On Saturday I went together with Mozambican @Verdade to the outskirts of Maputo to take part in the distribution of their weekly newspaper. I had been talking to the director of the paper on twitter the day before and he asked me if I would like to come along to see what a distribution looks like, and meet the people who read the paper. So I did.
“A Verdade não tem preço!” Somebody shouted as we drove by in our little tuk-tuk.
“The truth has no price” – which is the slogan of the journal, referring both to the truth as such, and to the newspaper.

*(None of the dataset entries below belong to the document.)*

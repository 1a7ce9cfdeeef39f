/*
 * mod.rs
 * Copyright (C) 2026 Chris Burdess
 *
 * This file is part of Scadenziario, a mailbox date-extraction exporter.
 *
 * Scadenziario is free software: you can redistribute it and/or modify
 * it under the terms of the GNU General Public License as published by
 * the Free Software Foundation, either version 3 of the License, or
 * (at your option) any later version.
 *
 * Scadenziario is distributed in the hope that it will be useful,
 * but WITHOUT ANY WARRANTY; without even the implied warranty of
 * MERCHANTABILITY or FITNESS FOR A PARTICULAR PURPOSE.  See the
 * GNU General Public License for more details.
 *
 * You should have received a copy of the GNU General Public License
 * along with Scadenziario.  If not, see <http://www.gnu.org/licenses/>.
 */

//! Microsoft Graph mail access: folder resolution and message querying.
//!
//! Communicates with `https://graph.microsoft.com/v1.0`. Every request goes
//! through the retrying client and carries a bearer token from the injected
//! provider; responses are parsed with the in-tree push parser.

pub mod folders;
mod handlers;
pub mod query;

use std::sync::Arc;

use chrono::{DateTime, Utc};

use crate::error::{Error, RemoteError};
use crate::http::{Request, Transport};
use crate::json::{self, JsonContentHandler};
use crate::oauth::TokenProvider;
use crate::retry::{RetryPolicy, RetryingClient};

pub use folders::FolderResolver;
pub use handlers::FolderEntry;
pub use query::{MessageQuery, MessageStream};

pub const GRAPH_HOST: &str = "graph.microsoft.com";
pub const GRAPH_BASE_PATH: &str = "/v1.0";

/// One message as consumed by the pipeline. Immutable; never persisted.
#[derive(Debug, Clone)]
pub struct MessageRecord {
    pub id: String,
    pub subject: String,
    /// Sender display name, or address when no display name is set.
    pub from: String,
    pub received_utc: DateTime<Utc>,
    /// Body as plain text (HTML already stripped).
    pub body_text: String,
    pub web_link: String,
}

/// Graph API client: bearer-authenticated GETs with retry and push parsing.
pub struct GraphClient<T: Transport> {
    http: RetryingClient<T>,
    tokens: Arc<dyn TokenProvider>,
}

impl<T: Transport> GraphClient<T> {
    pub fn new(transport: T, tokens: Arc<dyn TokenProvider>) -> Self {
        Self {
            http: RetryingClient::new(transport),
            tokens,
        }
    }

    pub fn with_policy(transport: T, policy: RetryPolicy, tokens: Arc<dyn TokenProvider>) -> Self {
        Self {
            http: RetryingClient::with_policy(transport, policy),
            tokens,
        }
    }

    /// GET `path_query` and feed the JSON response body to `handler`.
    /// `eventual` attaches the consistency directive the service requires
    /// for full-text search queries.
    pub(crate) async fn get_parsed<H: JsonContentHandler>(
        &self,
        path_query: &str,
        eventual: bool,
        handler: &mut H,
    ) -> Result<(), Error> {
        let token = self.tokens.bearer_token().await?;
        let mut request = Request::get(path_query)
            .header("Authorization", format!("Bearer {}", token))
            .header("Accept", "application/json");
        if eventual {
            request = request.header("ConsistencyLevel", "eventual");
        }
        let response = self.http.send(request).await?;
        json::parse(&response.body, handler).map_err(|e| {
            Error::Remote(RemoteError::Io(std::io::Error::new(
                std::io::ErrorKind::InvalidData,
                format!("malformed response for {}: {}", path_query, e),
            )))
        })
    }
}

@Verdade means “The truth” and it costs nothing. It is distributed with tuk-tuks that drive around the slums and suburbs of Maputo, delivering the paper to people who reach out to grab a copy. People come running, often whistle a little tune to get your attention, get a copy, look you in the eyes and always say thank you. They want this information and they want you to know that they are appreciating it.
Old men, young women with babies, security guards, women carrying baskets with fruit on their heads, young people reaching out from the windows of cars and buses, anbody can get a copy – except the youngest one’s. It was exciting to see the scope of the kinds of people who wanted their copy of the newspaper, and I couldn’t help but wondering what the literacy rate was in the places we went – it didn’t look very promising. But whatever these people’s ability to read well actually is, @Verdade seems to be the only thing a lot of people get to read at all, and it might be their only soure of outside information.
The newspaper is written in fairly simple portuguese with a loud politically oppositional voice, a lot of participatory journalism and articles often focusing on social issues of high imporance to the development of Mozambique. I looked through the issue that we were distributing and it had a big article about how to easily protect babies from malnutrition, which is one of the biggest problems here in Mozambique. So I wouldn’t say the literacy rate is a big obstacle, because if only one person can read and tell the other’s what it’s all about, or if the schooled children get to read for their parents in the evening – it’s still great. And people who can’t read well get to really try and practice. Maybe learn.
Launched in 2008, the newspaper has a distribution of 50,000 per issue and is the most read weekly journal in Mozambique. It was very touching to see how much people actually wanted to read the news. They knew we were coming, they knew who we were, and when we were going back through an area we had already been to, you could see everybody with their heads down, reading. Or maybe at least looking at the pictures.